▶ **EXERCISE REQUIREMENTS**: In the entries below, find each line with the word "definition" and return it.

▶ **SUPPLIED DATA**:
- - -
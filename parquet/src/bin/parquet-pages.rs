// Licensed to the Apache Software Foundation (ASF) under one
// or more contributor license agreements.  See the NOTICE file
// distributed with this work for additional information
// regarding copyright ownership.  The ASF licenses this file
// to you under the Apache License, Version 2.0 (the
// "License"); you may not use this file except in compliance
// with the License.  You may obtain a copy of the License at
//
//   http://www.apache.org/licenses/LICENSE-2.0
//
// Unless required by applicable law or agreed to in writing,
// software distributed under the License is distributed on an
// "AS IS" BASIS, WITHOUT WARRANTIES OR CONDITIONS OF ANY
// KIND, either express or implied.  See the License for the
// specific language governing permissions and limitations
// under the License.

//! Binary that prints the page headers of one column chunk of a parquet file.
//!
//! # Install
//!
//! `parquet-pages` can be installed using `cargo`:
//! ```
//! cargo install parquet-codec --features=cli
//! ```
//! After this `parquet-pages` should be available:
//! ```
//! parquet-pages XYZ.parquet --offset 4 --length 1024 --type INT64 --codec SNAPPY
//! ```
//!
//! The binary can also be built from the source code and run as follows:
//! ```
//! cargo run --features=cli --bin parquet-pages XYZ.parquet --offset 4 --length 1024 --type INT64
//! ```
//!
//! The byte range, codec, physical type and levels of the chunk are taken from the
//! command line, as found in the file footer by other tools.

use std::fs::File;
use std::sync::Arc;

use clap::Parser;
use parquet_codec::basic::{Compression, Repetition, Type};
use parquet_codec::column::page::PageReader;
use parquet_codec::column::reader::{ColumnChunkReader, ColumnReader, get_column_reader};
use parquet_codec::data_type::DataType;
use parquet_codec::errors::{ParquetError, Result};
use parquet_codec::file::metadata::ColumnChunkMetaData;
use parquet_codec::file::metadata::thrift::PageHeader;
use parquet_codec::file::properties::ReaderProperties;
use parquet_codec::file::reader::SerializedPageReader;
use parquet_codec::schema::types::{ColumnDescriptor, ColumnPath};
use serde::Serialize;

#[derive(Debug, Parser)]
#[clap(author, version, about("Prints the page headers of a parquet column chunk"), long_about = None)]
struct Args {
    #[clap(help("Path to a parquet file"))]
    file: String,

    #[clap(long, help("Offset of the first page of the column chunk"))]
    offset: u64,

    #[clap(long, help("Total compressed size of the column chunk, page headers included"))]
    length: u64,

    #[clap(long = "type", value_parser = parse_type, help("Physical type of the column"))]
    physical_type: Type,

    #[clap(
        long,
        default_value_t = -1,
        help("Length of a FIXED_LEN_BYTE_ARRAY value")
    )]
    type_length: i32,

    #[clap(
        long,
        value_parser = parse_codec,
        default_value = "UNCOMPRESSED",
        help("Compression codec of the column chunk")
    )]
    codec: Compression,

    #[clap(long, default_value_t = 0, help("Maximum definition level of the column"))]
    max_def_level: i16,

    #[clap(long, default_value_t = 0, help("Maximum repetition level of the column"))]
    max_rep_level: i16,

    #[clap(long, help("Maximum size of a page header, in bytes"))]
    max_page_header_size: Option<usize>,

    #[clap(short, long, help("Print one JSON object per page"))]
    json: bool,

    /// Log verbosity.
    ///
    /// Defaults to "warn". Use `-v` for "info", `-vv` for "debug", `-vvv` for "trace".
    #[clap(short = 'v', long = "verbose", action = clap::ArgAction::Count)]
    log_verbose_count: u8,
}

/// Summary of one page header.
#[derive(Debug, Serialize)]
struct PageInfo {
    index: usize,
    page_type: String,
    num_values: Option<i32>,
    num_nulls: Option<i64>,
    encoding: Option<String>,
    compressed_page_size: i32,
    uncompressed_page_size: i32,
    crc: Option<i32>,
}

impl PageInfo {
    fn new(index: usize, header: &PageHeader) -> Self {
        let num_nulls = match &header.data_page_header_v2 {
            Some(v2) => Some(v2.num_nulls as i64),
            None => header.statistics().and_then(|s| s.null_count),
        };
        Self {
            index,
            page_type: header.r#type.to_string(),
            num_values: header.num_values(),
            num_nulls,
            encoding: header.encoding().map(|e| e.to_string()),
            compressed_page_size: header.compressed_page_size,
            uncompressed_page_size: header.uncompressed_page_size,
            crc: header.crc,
        }
    }

    fn print(&self, json: bool) -> Result<()> {
        if json {
            let line = serde_json::to_string(self)
                .map_err(|e| ParquetError::General(format!("Failed to serialize page: {e}")))?;
            println!("{line}");
        } else {
            let encoding = self.encoding.as_deref().unwrap_or("-");
            let num_values = self.num_values.map_or("-".to_string(), |n| n.to_string());
            let num_nulls = self.num_nulls.map_or("-".to_string(), |n| n.to_string());
            println!(
                "{:<6} {:<16} {:>10} {:>8} {:<18} {:>12} {:>14}",
                self.index,
                self.page_type,
                num_values,
                num_nulls,
                encoding,
                self.compressed_page_size,
                self.uncompressed_page_size
            );
        }
        Ok(())
    }
}

impl Args {
    fn run(&self) -> Result<()> {
        let descr = Arc::new(self.column_descriptor()?);
        let metadata = ColumnChunkMetaData::builder(descr.clone())
            .set_compression(self.codec)
            .set_data_page_offset(self.offset as i64)
            .set_total_compressed_size(self.length as i64)
            .build()?;

        let mut props = ReaderProperties::builder();
        if let Some(size) = self.max_page_header_size {
            props = props.set_max_page_header_size(size);
        }
        let file = Arc::new(File::open(&self.file)?);
        let page_reader: Box<dyn PageReader> = Box::new(SerializedPageReader::new_with_properties(
            file,
            &metadata,
            Arc::new(props.build()),
        )?);

        if !self.json {
            println!(
                "{:<6} {:<16} {:>10} {:>8} {:<18} {:>12} {:>14}",
                "page", "type", "values", "nulls", "encoding", "compressed", "uncompressed"
            );
        }

        match get_column_reader(descr, page_reader) {
            ColumnReader::BoolColumnReader(r) => self.print_pages(r),
            ColumnReader::Int32ColumnReader(r) => self.print_pages(r),
            ColumnReader::Int64ColumnReader(r) => self.print_pages(r),
            ColumnReader::Int96ColumnReader(r) => self.print_pages(r),
            ColumnReader::FloatColumnReader(r) => self.print_pages(r),
            ColumnReader::DoubleColumnReader(r) => self.print_pages(r),
            ColumnReader::ByteArrayColumnReader(r) => self.print_pages(r),
            ColumnReader::FixedLenByteArrayColumnReader(r) => self.print_pages(r),
        }
    }

    /// Builds a descriptor whose path nests enough repeated and optional groups to
    /// reach the requested levels.
    fn column_descriptor(&self) -> Result<ColumnDescriptor> {
        if self.max_rep_level < 0 || self.max_def_level < self.max_rep_level {
            return Err(ParquetError::General(format!(
                "Invalid levels: max definition level {} must be at least max repetition level {}",
                self.max_def_level, self.max_rep_level
            )));
        }
        let mut repetitions = vec![Repetition::REPEATED; self.max_rep_level as usize];
        let num_optional = (self.max_def_level - self.max_rep_level) as usize;
        repetitions.extend(std::iter::repeat(Repetition::OPTIONAL).take(num_optional));
        if repetitions.is_empty() {
            repetitions.push(Repetition::REQUIRED);
        }
        let path: Vec<String> = (0..repetitions.len()).map(|i| format!("level{i}")).collect();

        ColumnDescriptor::builder(ColumnPath::new(path), self.physical_type)
            .with_length(self.type_length)
            .with_repetitions(repetitions)
            .build()
    }

    fn print_pages<T: DataType>(&self, mut reader: ColumnChunkReader<T>) -> Result<()> {
        let mut index = 0;
        loop {
            let header = match reader.page_header() {
                Ok(header) => header,
                Err(e) if e.is_end_of_chunk() => break,
                Err(e) => return Err(e),
            };
            // The dictionary page is read on the way to the first data page
            if index == 0 {
                if let Some(dict) = reader.dictionary_page_header() {
                    PageInfo::new(index, dict).print(self.json)?;
                    index += 1;
                }
            }
            PageInfo::new(index, &header).print(self.json)?;
            index += 1;
            reader.skip_page()?;
        }
        Ok(())
    }
}

fn parse_type(s: &str) -> Result<Type> {
    s.to_uppercase().parse()
}

fn parse_codec(s: &str) -> Result<Compression> {
    s.parse()
}

fn setup_logging(log_verbose_count: u8) -> Result<()> {
    use tracing_subscriber::{util::SubscriberInitExt, EnvFilter, FmtSubscriber};

    let filter = match log_verbose_count {
        0 => "warn",
        1 => "info",
        2 => "debug",
        _ => "trace",
    };
    let filter = EnvFilter::try_new(filter)
        .map_err(|e| ParquetError::General(format!("set up log env filter: {e}")))?;

    let subscriber = FmtSubscriber::builder()
        .with_env_filter(filter)
        .with_writer(std::io::stderr)
        .finish();
    subscriber
        .try_init()
        .map_err(|e| ParquetError::General(format!("init logging subscriber: {e}")))?;

    Ok(())
}

fn main() -> Result<()> {
    let args = Args::parse();
    setup_logging(args.log_verbose_count)?;
    args.run()
}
- - -
▶ **RESPONSE FOR THIS EXERCISE**:
    #[clap(long, default_value_t = 0, help("Maximum definition level of the column"))]
                "Invalid levels: max definition level {} must be at least max repetition level {}",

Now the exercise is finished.